Proszę o pomoc.
W czasie tych wakacji (okres lipiec sierpień) na mej drodze wielokrotnie przewalały się trupy zwierząt. Myślę sobie, że skoro zwierzęta te już zakończyły swe męki na tym świecie, mógłbym je przygarnąć pod swój dach jako eksponaty. Pomijam tu znalezionego w sierpniu byka czy inne większe kręgowce. Na myśli mam ptaki i gryzonie, no, może jeszcze gady. Takiego zawsze można gdzieś upchnąć, a potem w spokoju oprawić i posadzić na półce czy ścianie- bez szkody dla przyrody. Sprawa mnie tym bardziej kusi, ze za parę lat zwierząt tych może zabraknąć nawet w muzeach (mamy w Poznaniu słonie i żyrafy, a nie ma wielu naszych rodzimych zwierząt, które w naturze znikają na naszych oczach).

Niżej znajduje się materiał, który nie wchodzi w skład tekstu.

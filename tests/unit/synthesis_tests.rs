/*!
 * Tests for fragment synthesis with retries and batches
 */

use anyhow::Result;
use std::sync::Arc;

use bookvox::app_config::SpeechConfig;
use bookvox::errors::SynthesisError;
use bookvox::providers::mock::MockSpeechProvider;
use bookvox::synthesis::{BatchSynthesizer, FragmentRequest, SynthesisService};
use bookvox::timeline::WordEvent;

use crate::common;

fn speech_config() -> SpeechConfig {
    common::test_config().speech
}

/// Test a fragment that succeeds right away
#[tokio::test]
async fn test_synthesizeFragment_withWorkingProvider_shouldReturnEvents() -> Result<()> {
    let temp_dir = common::create_temp_dir()?;
    let provider = Arc::new(MockSpeechProvider::working());
    let service = SynthesisService::new(provider.clone(), &speech_config());

    let fragment = service
        .synthesize_fragment(FragmentRequest::new(0, "Hello world.", temp_dir.path().join("s1.mp3")))
        .await?;

    assert_eq!(fragment.events, vec![
        WordEvent::new(0, 400_000, "Hello"),
        WordEvent::new(500_000, 400_000, "world."),
    ]);
    assert_eq!(provider.call_count(), 1);
    assert_eq!(service.provider_name(), "mock");
    Ok(())
}

/// Test that a failed attempt is retried
#[tokio::test]
async fn test_synthesizeFragment_withIntermittentProvider_shouldRecover() -> Result<()> {
    let temp_dir = common::create_temp_dir()?;
    let provider = Arc::new(MockSpeechProvider::intermittent(2));
    let service = SynthesisService::new(provider.clone(), &speech_config());

    // Request 1 succeeds, request 2 fails, request 3 succeeds
    service
        .synthesize_fragment(FragmentRequest::new(0, "First.", temp_dir.path().join("s1.mp3")))
        .await?;
    let second = service
        .synthesize_fragment(FragmentRequest::new(1, "Second.", temp_dir.path().join("s2.mp3")))
        .await?;

    assert_eq!(second.events.len(), 1);
    assert_eq!(provider.call_count(), 3);
    Ok(())
}

/// Test that exhausting retries is an error carrying the attempt count
#[tokio::test]
async fn test_synthesizeFragment_withFailingProvider_shouldExhaustRetries() -> Result<()> {
    let temp_dir = common::create_temp_dir()?;
    let provider = Arc::new(MockSpeechProvider::failing());
    let service = SynthesisService::new(provider.clone(), &speech_config());

    let result = service
        .synthesize_fragment(FragmentRequest::new(0, "Doomed.", temp_dir.path().join("s1.mp3")))
        .await;

    match result {
        Err(SynthesisError::RetriesExhausted { text, attempts, .. }) => {
            assert_eq!(text, "Doomed.");
            assert_eq!(attempts, 3);
        }
        other => panic!("Expected RetriesExhausted, got {:?}", other),
    }
    assert_eq!(provider.call_count(), 3);
    Ok(())
}

/// Test that empty audio counts as a failure
#[tokio::test]
async fn test_synthesizeFragment_withEmptyAudio_shouldFail() -> Result<()> {
    let temp_dir = common::create_temp_dir()?;
    let provider = Arc::new(MockSpeechProvider::empty());
    let service = SynthesisService::new(provider.clone(), &speech_config());

    let result = service
        .synthesize_fragment(FragmentRequest::new(0, "Nothing.", temp_dir.path().join("s1.mp3")))
        .await;

    assert!(result.is_err());
    assert_eq!(provider.call_count(), 3);
    Ok(())
}

/// Test that repeated punctuation is collapsed before sending
#[tokio::test]
async fn test_synthesizeFragment_shouldNormalizeText() -> Result<()> {
    let temp_dir = common::create_temp_dir()?;
    let provider = Arc::new(MockSpeechProvider::working());
    let service = SynthesisService::new(provider.clone(), &speech_config());

    let fragment = service
        .synthesize_fragment(FragmentRequest::new(0, "What?!!", temp_dir.path().join("s1.mp3")))
        .await?;

    assert_eq!(provider.requests(), vec!["What?!".to_string()]);
    assert_eq!(fragment.text, "What?!!");
    Ok(())
}

/// Test that a batch comes back in index order regardless of completion order
#[tokio::test]
async fn test_synthesizeBatch_shouldReturnFragmentsInIndexOrder() -> Result<()> {
    let temp_dir = common::create_temp_dir()?;
    let provider = Arc::new(MockSpeechProvider::slow(5));
    let service = SynthesisService::new(provider.clone(), &speech_config());
    let batch = BatchSynthesizer::new(service);

    let requests: Vec<FragmentRequest> = (0..8)
        .rev()
        .map(|i| FragmentRequest::new(i, format!("Sentence number {}.", i), temp_dir.path().join(format!("s{}.mp3", i))))
        .collect();

    let fragments = batch.synthesize_batch(requests).await?;

    let indexes: Vec<usize> = fragments.iter().map(|f| f.index).collect();
    assert_eq!(indexes, (0..8).collect::<Vec<_>>());
    assert_eq!(provider.call_count(), 8);
    assert!(fragments.iter().all(|f| f.audio_path.exists()));
    Ok(())
}

/// Test that one failing fragment fails the batch
#[tokio::test]
async fn test_synthesizeBatch_withFailingProvider_shouldFail() -> Result<()> {
    let temp_dir = common::create_temp_dir()?;
    let provider = Arc::new(MockSpeechProvider::failing());
    let batch = BatchSynthesizer::new(SynthesisService::new(provider, &speech_config()));

    let result = batch
        .synthesize_batch(vec![FragmentRequest::new(0, "A.", temp_dir.path().join("a.mp3"))])
        .await;

    assert!(result.is_err());
    Ok(())
}

/// Test that an empty batch does nothing
#[tokio::test]
async fn test_synthesizeBatch_withNoFragments_shouldReturnEmpty() -> Result<()> {
    let provider = Arc::new(MockSpeechProvider::working());
    let batch = BatchSynthesizer::new(SynthesisService::new(provider.clone(), &speech_config()));

    assert!(batch.synthesize_batch(Vec::new()).await?.is_empty());
    assert_eq!(provider.call_count(), 0);
    Ok(())
}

Moja prośba dotyczy wszelkich rzetelnych informacji i porad na ten temat. Co lepsze, spirytus,formalina? Czy np z gryzoni usuwa się wnętrzności, czy mięśnie i szkielet też? Jak się sprawa ma z ptakami? Jestem totalnie niezorientowany w temacie. W chwili obecnej preparuję koziołka (czerep) i sobie pomyślałem że skoro koziołka można, to dlaczego nie jakiegoś padłego ptaka czy innego... Nie muszę od raz mierzyć na niedźwiedzie czy wilki.